The MSM has mentioned Craig's role as Bill Clinton's impeachment lawyer, but mostly has omitted mention of Craig's role as chief facilitator for Fidel Castro's shanghaiing of Elian Gonzalez.
Officially Craig served as attorney for Elian's father, Juan Miguel Gonzalez. This humble man worked as a hotel doorman in a nation where the average monthly salary is $16. The high-rolling Gregory Craig worked for Washington D.C.'s elite firm, Williams & Connolly, one of America's highest-priced law firms.
Upon accepting the case, Gregory Craig had flown to Cuba for a meeting with Fidel Castro. Craig's remuneration, we learned shortly after his return, came from a "voluntary fund" set up by the United Methodist Board of Church and Society and "administered" by the National Council of Churches. The same reporters and pundits, who routinely erupt with snide snorts midway through any statement by a Republican press secretary, reported this item with a straight face.
But then, this media also reports that Castro's Cuba provides free and exquisite health-care. And the explanation of Craig's funding issued from the same source.
In an interview with Tim Russert on June 6, 2000, Gregory Craig explained his motivation for accepting the case: "What I want to do is to set Juan Miguel free. I want the father to make a decision uncoerced from Havana, uncoerced from Miami, uncoerced by the press, independently and freely to make a decision where and how he wants to raise his family. That's all I'm concerned about."
Unfortunately for Mr. Craig we have an eyewitness to his definition of "uncoercion." During the taping of Dan Rather's 60 Minutes interview with Juan Miguel Gonzalez in April 2000,Pedro Porro served as Rather's in-studio translator. Dan would ask the question in English into Porro's earpiece and Porro would translate it into Spanish for Elian's heavily guarded father.

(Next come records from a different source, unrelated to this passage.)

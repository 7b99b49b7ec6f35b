//! Confirmed remediation
//!
//! Deletion is only ever attempted for deletion-eligible findings, after
//! the report is complete and an operator has confirmed each VM.

use async_trait::async_trait;
use serde::Serialize;
use std::collections::HashSet;

use crate::audit::SiteReport;
use crate::context::ScanContext;
use crate::error::GatewayError;
use crate::gateway::{Operation, Scope};

/// One VM proposed for deletion
#[derive(Debug, Clone, Serialize)]
pub struct DeletionRequest {
    pub site: String,
    pub vm_id: String,
    pub vm_name: Option<String>,
    pub reason: String,
}

/// Decides whether a proposed deletion goes ahead
#[async_trait]
pub trait Confirmer: Send + Sync {
    async fn confirm(&self, request: &DeletionRequest) -> bool;
}

/// Declines every request
pub struct NeverConfirm;

#[async_trait]
impl Confirmer for NeverConfirm {
    async fn confirm(&self, _request: &DeletionRequest) -> bool {
        false
    }
}

#[derive(Debug, Clone, PartialEq, Eq, Serialize)]
#[serde(tag = "state", content = "detail", rename_all = "snake_case")]
pub enum DeletionStatus {
    Declined,
    Deleted,
    Failed(String),
}

#[derive(Debug, Clone, Serialize)]
pub struct DeletionOutcome {
    pub request: DeletionRequest,
    pub status: DeletionStatus,
}

/// Issue `server delete` for one VM of the context's site
pub async fn delete_instance(ctx: &ScanContext, vm_id: &str) -> Result<(), GatewayError> {
    ctx.call(
        &Operation::ServerDelete {
            id: vm_id.to_string(),
        },
        Scope::Vo,
    )
    .await
    .map(|_| ())
}

/// Deletion requests for the report's eligible VMs, once per VM in report order
pub fn deletion_requests(report: &SiteReport) -> Vec<DeletionRequest> {
    let mut seen = HashSet::new();
    report
        .deletion_candidates()
        .filter_map(|finding| {
            let vm_id = finding.vm_id()?;
            if !seen.insert(vm_id.to_string()) {
                return None;
            }
            Some(DeletionRequest {
                site: report.site.clone(),
                vm_id: vm_id.to_string(),
                vm_name: report.vm(vm_id).map(|vm| vm.name.clone()),
                reason: finding.message.clone(),
            })
        })
        .collect()
}

/// Ask the confirmer about each eligible VM and delete the confirmed ones.
/// A failed deletion is logged and returned; it never stops the others.
pub async fn execute_deletions(
    ctx: &ScanContext,
    report: &SiteReport,
    confirmer: &dyn Confirmer,
) -> Vec<DeletionOutcome> {
    let mut outcomes = Vec::new();
    for request in deletion_requests(report) {
        let status = if !confirmer.confirm(&request).await {
            ctx.logger()
                .log_deletion(&request.vm_id, false, "declined by operator");
            DeletionStatus::Declined
        } else {
            match delete_instance(ctx, &request.vm_id).await {
                Ok(()) => {
                    ctx.logger().log_deletion(&request.vm_id, true, "deleted");
                    DeletionStatus::Deleted
                }
                Err(e) => {
                    let detail = e.to_string();
                    ctx.logger().log_deletion(&request.vm_id, false, &detail);
                    DeletionStatus::Failed(detail)
                }
            }
        };
        outcomes.push(DeletionOutcome { request, status });
    }
    outcomes
}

"Juan Miguel was never completely alone," says Pedro Porro. "He never smiled. His eyes kept shifting back and forth. It was obvious to me that he was under coercion. He was always surrounded by security agents from the Cuban Interest Section, as they called it. When these agents left him alone for a few seconds, Gregory Craig himself would be hovering over Juan Miguel."
Yes, Gregory Craig had led the Juan Miguel/Cuban-Security entourage into the studio, then presided over the interview as a movie director. "Most of the questions Dan Rather was asking Elian's father during that 60 Minutes interview were being handed to him by Gregory Craig," says Pedro Porro. "It was obvious that Greg Craig and Dan Rather where on very friendly terms. They were joshing and bantering back and forth, as Juan Miguel sat there petrified. Craig was stage-managing the whole thing. The taping would stop and Craig would walk over to Dan, hand him a little slip of paper, say something into his ear. Then Rather would read straight from the paper."
"At one point Craig stopped the taping almost like a movie director yelling, 'Cut!' I was confused for a moment, says Porro, "until Greg Craig complained that Juan Miguel's answers were not coming across from his translator with "sufficient emotion." "So Dan Rather shut everything down for a while and some of the crew drove to a drama school in New York. They hired a dramatic actor to act as a translator, and brought him back."
Okay roll 'em!
"I probably should have walked out," says Porro. "But I'd been hired by CBS in good faith and I didn't know exactly how the interview would be edited -- how it would come across on the screen. I mighta known, but you never know these things play out until you actually see it."
Midway through watching that "60 Minutes" broadcast, "I felt like throwing up," says Porro. "My stomach was in a knot." His worst fears were confirmed.
A week later Reno's INS maced, kicked, stomped, gun-butted and tear-gassed their way into Lazaro Gonzalez's house. Heavily armed INS agents wrenched a bawling 6-year-old child from his family at machine-gun point, and bundled him off to a Stalinist nation (against his father's true wishes.) They left 102 people injured, some seriously. Many of the injured were ladies who had brandished dangerous weapons. These weapons were rosaries. No "60 Minutes" "investigative report" on that however.
The New York Times' incomparable
Thomas Friedman could not contain himself: "Yup, I gotta confess, that now-famous picture of a U.S. marshal in Miami pointing an automatic weapon ... warmed my heart."
Imagine getting a major TV network to act as unpaid aides, consultants, props and publicists for your case -- and during prime time. To cap it all, Gregory Craig at the time worked for the law firm Williams & Connolly -- that also represented CBS.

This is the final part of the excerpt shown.